Il ne ressentait aucune douleur, et c’était tant mieux.
L’air était doux et des
gouttelettes de condensation tombaient du plafond de la caverne
au-dessus de sa tête en une légère bruine délicieusement chaude.
Uriel savait qu’il aurait dû être en train de moissonner les
gerbes
de blé ondoyant doucement dans la brise, mais il se sentait les
membres aussi engourdis que si du sirop lui coulait dans les
veines, dans l’incapacité totale de rassembler ses forces pour se
mettre en branle.
Un sentiment d’intense satisfaction et de paix intérieure le submergeait. Il ouvrit les yeux et vit les tiges se balancer au-dessus de lui, sachant pertinemment que s’il ne remplissait pas suffisamment de paniers, il devrait se cacher pour éviter les foudres de son père. Mais étrangement, cela ne l’inquiétait pas le moins du monde. L’odeur diffuse de sève humide et de moissons lui envahissait les narines, et il inspira une pleine bouffée de l’arôme familier.
Il finit par se secouer et se redresser en position assise, s’adonnant à quelques exercices d’assouplissement en massant sa nuque endolorie. Il avait les muscles enflammés par les efforts qu’il avait fournis plus tôt, convaincu qu’il lui faudrait s’étirer longuement s’il voulait éviter les crampes, même si les callisthénies prodiguées le soir venu par le pasteur Cantilus suffisaient amplement à écarter le problème.
La bruine était agréable sur son crâne moite, et il remercia l’Empereur de lui avoir donné la chance de mener une vie si tranquille. Calth n’était peut-être pas l’endroit le plus excitant où grandir, mais avec les épreuves d’entrée à la caserne d’Agiselus qui se profilaient à l’horizon, il savait qu’il aurait bientôt l’opportunité de montrer qu’il était fait pour de grandes choses.

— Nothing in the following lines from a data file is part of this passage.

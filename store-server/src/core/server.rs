//! Server Implementation
//!
//! HTTP 服务器启动和管理

use std::net::SocketAddr;
use std::time::{Duration, Instant};

use axum::extract::DefaultBodyLimit;
use axum::{Router, middleware};
use tower_http::compression::CompressionLayer;
use tower_http::cors::CorsLayer;
use tower_http::timeout::TimeoutLayer;

use crate::core::{Config, Result, ServerState};

/// HTTP 请求日志中间件
async fn log_request(
    request: http::Request<axum::body::Body>,
    next: middleware::Next,
) -> http::Response<axum::body::Body> {
    let method = request.method().clone();
    let uri = request.uri().clone();
    let start = Instant::now();

    let response = next.run(request).await;

    let status = response.status();
    let latency_ms = start.elapsed().as_millis() as u64;
    if status.is_server_error() {
        tracing::warn!(target: "http_access", latency_ms, "{} {} {}", method, uri, status);
    } else {
        tracing::info!(target: "http_access", latency_ms, "{} {} {}", method, uri, status);
    }

    response
}

/// Build the Axum router with state and the tower-http stack
///
/// Also used by the in-process HTTP tests (`oneshot`).
pub fn build_router(state: ServerState) -> Router {
    let timeout = Duration::from_millis(state.config.request_timeout_ms);
    let body_limit = state.config.body_limit_bytes();

    crate::api::build_app()
        .with_state(state)
        // base64 图片走 JSON body，上限由配置决定
        .layer(DefaultBodyLimit::max(body_limit))
        .layer(TimeoutLayer::with_status_code(
            http::StatusCode::REQUEST_TIMEOUT,
            timeout,
        ))
        .layer(CorsLayer::permissive())
        .layer(CompressionLayer::new())
        .layer(middleware::from_fn(log_request))
}

/// HTTP Server
pub struct Server {
    config: Config,
    state: Option<ServerState>,
}

impl Server {
    pub fn new(config: Config) -> Self {
        Self {
            config,
            state: None,
        }
    }

    /// Create server with existing state
    pub fn with_state(config: Config, state: ServerState) -> Self {
        Self {
            config,
            state: Some(state),
        }
    }

    pub async fn run(&self) -> Result<()> {
        let state = match &self.state {
            Some(s) => s.clone(),
            None => ServerState::initialize(&self.config).await?,
        };

        let app = build_router(state);
        let addr = SocketAddr::from(([0, 0, 0, 0], self.config.http_port));
        tracing::info!(
            timezone = %self.config.timezone,
            "Store server starting on {}",
            addr
        );

        let handle = axum_server::Handle::new();

        // ctrl-c → 优雅关闭
        let shutdown_handle = handle.clone();
        let grace = Duration::from_millis(self.config.shutdown_timeout_ms);
        tokio::spawn(async move {
            if tokio::signal::ctrl_c().await.is_ok() {
                tracing::info!("Shutting down...");
                shutdown_handle.graceful_shutdown(Some(grace));
            }
        });

        axum_server::bind(addr)
            .handle(handle)
            .serve(app.into_make_service())
            .await?;

        tracing::info!("Server stopped");
        Ok(())
    }
}
#[tokio::test]
async fn test_insufficient_stock_rejected_without_side_effects() {
    let env = TestEnv::new().await;
    let x = env.product("Silk set", 100.0, 0.0, 5).await;

    let err = env
        .state
        .orders
        .create(order_input(&[(&x.id, 6, "M")]))
        .await
        .unwrap_err();

    assert!(matches!(
        err,
        OrderError::InsufficientStock {
            available: 5,
            requested: 6,
            ..
        }
    ));
    assert!(err.to_string().contains("Available: 5, Requested: 6"));
    assert_eq!(env.stock(&x.id).await, 5);

    // The counter was not advanced by the failed attempt
    let counter = CounterRepository::new(env.state.db.clone());
    assert_eq!(counter.current(ORDER_NUMBER_SEQUENCE).await.unwrap(), 0);
    let order = env
        .state
        .orders
        .create(order_input(&[(&x.id, 5, "M")]))
        .await
        .unwrap();
    assert_eq!(order.order_number, "ORD000001");
    assert_eq!(env.stock(&x.id).await, 0);
}

#[tokio::test]
async fn test_failed_item_leaves_every_product_untouched() {
    let env = TestEnv::new().await;
    let a = env.product("Cotton set", 60.0, 0.0, 4).await;
    let b = env.product("Robe", 80.0, 0.0, 4).await;

    // Second item has a size the product does not come in
    let err = env
        .state
        .orders
        .create(order_input(&[(&a.id, 2, "M"), (&b.id, 1, "XXL")]))
        .await
        .unwrap_err();
    match err {
        OrderError::InvalidSize {
            size, available, ..
        } => {
            assert_eq!(size, "XXL");
            assert_eq!(available, vec!["S", "M", "L"]);
        }
        other => panic!("unexpected error: {other:?}"),
    }

    // Unknown product
    let err = env
        .state
        .orders
        .create(order_input(&[(&a.id, 1, "M"), ("missing", 1, "M")]))
        .await
        .unwrap_err();
    assert!(matches!(err, OrderError::ProductNotFound(ref id) if id == "missing"));

    // Same product twice: each line fits, together they do not
    let err = env
        .state
        .orders
        .create(order_input(&[(&a.id, 3, "M"), (&a.id, 3, "L")]))
        .await
        .unwrap_err();
    assert!(matches!(err, OrderError::InsufficientStock { .. }));

    assert_eq!(env.stock(&a.id).await, 4);
    assert_eq!(env.stock(&b.id).await, 4);
    let orders = env.state.orders.list(&Default::default()).await.unwrap();
    assert!(orders.is_empty());
}

#[tokio::test]
async fn test_create_validation_errors() {
    let env = TestEnv::new().await;
    let x = env.product("Silk set", 100.0, 0.0, 5).await;

    let err = env
        .state
        .orders
        .create(OrderCreate::default())
        .await
        .unwrap_err();
    assert!(matches!(err, OrderError::MissingItems));

    let err = env
        .state
        .orders
        .create(order_input(&[]))
        .await
        .unwrap_err();
    assert!(matches!(err, OrderError::MissingItems));

    let err = env
        .state
        .orders
        .create(order_input(&[(&x.id, 0, "M")]))
        .await
        .unwrap_err();
    assert!(matches!(err, OrderError::InvalidQuantity(0)));

    let mut input = order_input(&[(&x.id, 1, "M")]);
    input.delivery_price = Some(-5.0);
    let err = env.state.orders.create(input).await.unwrap_err();
    assert!(matches!(err, OrderError::InvalidDeliveryPrice(_)));

    let mut input = order_input(&[(&x.id, 1, "M")]);
    input.status = Some("cancelled".into());
    let err = env.state.orders.create(input).await.unwrap_err();
    assert!(matches!(err, OrderError::InvalidStatus(_)));

    let mut input = order_input(&[(&x.id, 1, "M")]);
    input.status = Some("refunded".into());
    let err = env.state.orders.create(input).await.unwrap_err();
    assert!(matches!(err, OrderError::InvalidStatus(_)));

    assert_eq!(env.stock(&x.id).await, 5);
}
//! Domain vocabulary
//!
//! Shared between store-server and its clients (via API).
//! Pure value types and pricing rules; persistence shapes live in the server.

pub mod order;
pub mod product;
pub mod stats;
pub mod testimonial;

// Re-exports
pub use order::*;
pub use product::*;
pub use stats::*;
pub use testimonial::*;
//! Order vocabulary

use serde::{Deserialize, Serialize};
use std::fmt;
use std::str::FromStr;

/// Prefix of every human-facing order number
pub const ORDER_NUMBER_PREFIX: &str = "ORD";

/// Number of zero-padded digits after the prefix
pub const ORDER_NUMBER_DIGITS: usize = 6;

/// Order status
///
/// `Pending` is the initial state; `Cancelled` is terminal.
#[derive(Debug, Clone, Copy, Serialize, Deserialize, PartialEq, Eq, Hash, Default)]
#[serde(rename_all = "lowercase")]
pub enum OrderStatus {
    #[default]
    Pending,
    Confirmed,
    Processing,
    Shipped,
    Delivered,
    Cancelled,
}

impl OrderStatus {
    pub const ALL: [OrderStatus; 6] = [
        OrderStatus::Pending,
        OrderStatus::Confirmed,
        OrderStatus::Processing,
        OrderStatus::Shipped,
        OrderStatus::Delivered,
        OrderStatus::Cancelled,
    ];

    pub fn as_str(&self) -> &'static str {
        match self {
            OrderStatus::Pending => "pending",
            OrderStatus::Confirmed => "confirmed",
            OrderStatus::Processing => "processing",
            OrderStatus::Shipped => "shipped",
            OrderStatus::Delivered => "delivered",
            OrderStatus::Cancelled => "cancelled",
        }
    }

    pub fn is_cancelled(&self) -> bool {
        matches!(self, OrderStatus::Cancelled)
    }
}

impl fmt::Display for OrderStatus {
    fn fmt(&self, f: &mut fmt::Formatter<'_>) -> fmt::Result {
        f.write_str(self.as_str())
    }
}

/// Error for a status string outside the enum
#[derive(Debug, Clone, PartialEq, Eq, thiserror::Error)]
#[error("invalid order status: {0}")]
pub struct InvalidOrderStatus(pub String);

impl FromStr for OrderStatus {
    type Err = InvalidOrderStatus;

    fn from_str(s: &str) -> Result<Self, Self::Err> {
        OrderStatus::ALL
            .into_iter()
            .find(|status| status.as_str() == s)
            .ok_or_else(|| InvalidOrderStatus(s.to_string()))
    }
}

/// Delivery destination chosen by the customer
#[derive(Debug, Clone, Copy, Serialize, Deserialize, PartialEq, Eq, Default)]
pub enum DeliveryType {
    #[serde(rename = "home")]
    Home,
    #[serde(rename = "office")]
    Office,
    /// Not specified (back-office orders often omit it)
    #[default]
    #[serde(rename = "")]
    Unset,
}

/// Format a sequence value as an order number (`ORD000001`)
pub fn format_order_number(sequence: u64) -> String {
    format!(
        "{ORDER_NUMBER_PREFIX}{sequence:0width$}",
        width = ORDER_NUMBER_DIGITS
    )
}

/// Parse the sequence value back out of an order number
pub fn parse_order_number(number: &str) -> Option<u64> {
    let digits = number.strip_prefix(ORDER_NUMBER_PREFIX)?;
    if digits.len() < ORDER_NUMBER_DIGITS || !digits.bytes().all(|b| b.is_ascii_digit()) {
        return None;
    }
    digits.parse().ok()
}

S’il réussissait convenablement, peut-être pourrait-il…
Les épreuves… ?
Pardon ?
Il baissa les yeux sur ses membres, pour découvrir les bras musculeux d’un space marine et non les bras maigrichons du petit garçon de six ans qu’il était quand il rêvait d’entrer dans l’académie militaire où Roboute Guilliman en personne avait été formé. Il se releva péniblement, dépassant de la tête et des épaules ces mêmes moissons de blé qui lui avaient paru si hautes à peine un instant plus tôt.
Les champs souterrains étaient bondés de gens
de sa collectivité agricole, travaillant dur, mais de bon cœur, à
la récolte des moissons dans leurs simples chitons bleu ciel. Le
champ emplissait toute la caverne, s’étirant le long des parois du
refuge souterrain en suivant la légère courbe de son contour
rocheux. Régulièrement, des systèmes d’irrigation chromés venaient
pulvériser de
délicates giclées sur les récoltes, et Uriel sourit au souvenir de
tous ces jours heureux qu’il avait passés là enfant, à travailler
dans cette même caverne.
Mais c’était bien avant…
Bien avant qu’il ne s’embarque pour Maccrage et ne commence le long parcours semé d’embûches pour devenir un guerrier de l’Adeptus Astartes. Cela faisait une éternité et il fut surpris de la clarté avec laquelle ce souvenir, qu’il croyait avoir oublié depuis des lustres, revenait se graver dans sa conscience.
Comment se faisait-il qu’il fût replongé dans un souvenir aussi ancien ?
Uriel se mit en route le long des champs de blé, en direction d’un ensemble de demeures toutes simples crépies à la chaux blanche, aménagées selon un motif élégamment symétrique. Il avait habité dans cette collectivité agricole, et à la seule pensée d’y revenir, il fut assailli par quantité d’émotions qu’il ne se croyait depuis longtemps plus capable d’éprouver.
Alors qu’il s’approchait, l’atmosphère s’assombrit et un frisson surnaturel lui parcourut l’échine.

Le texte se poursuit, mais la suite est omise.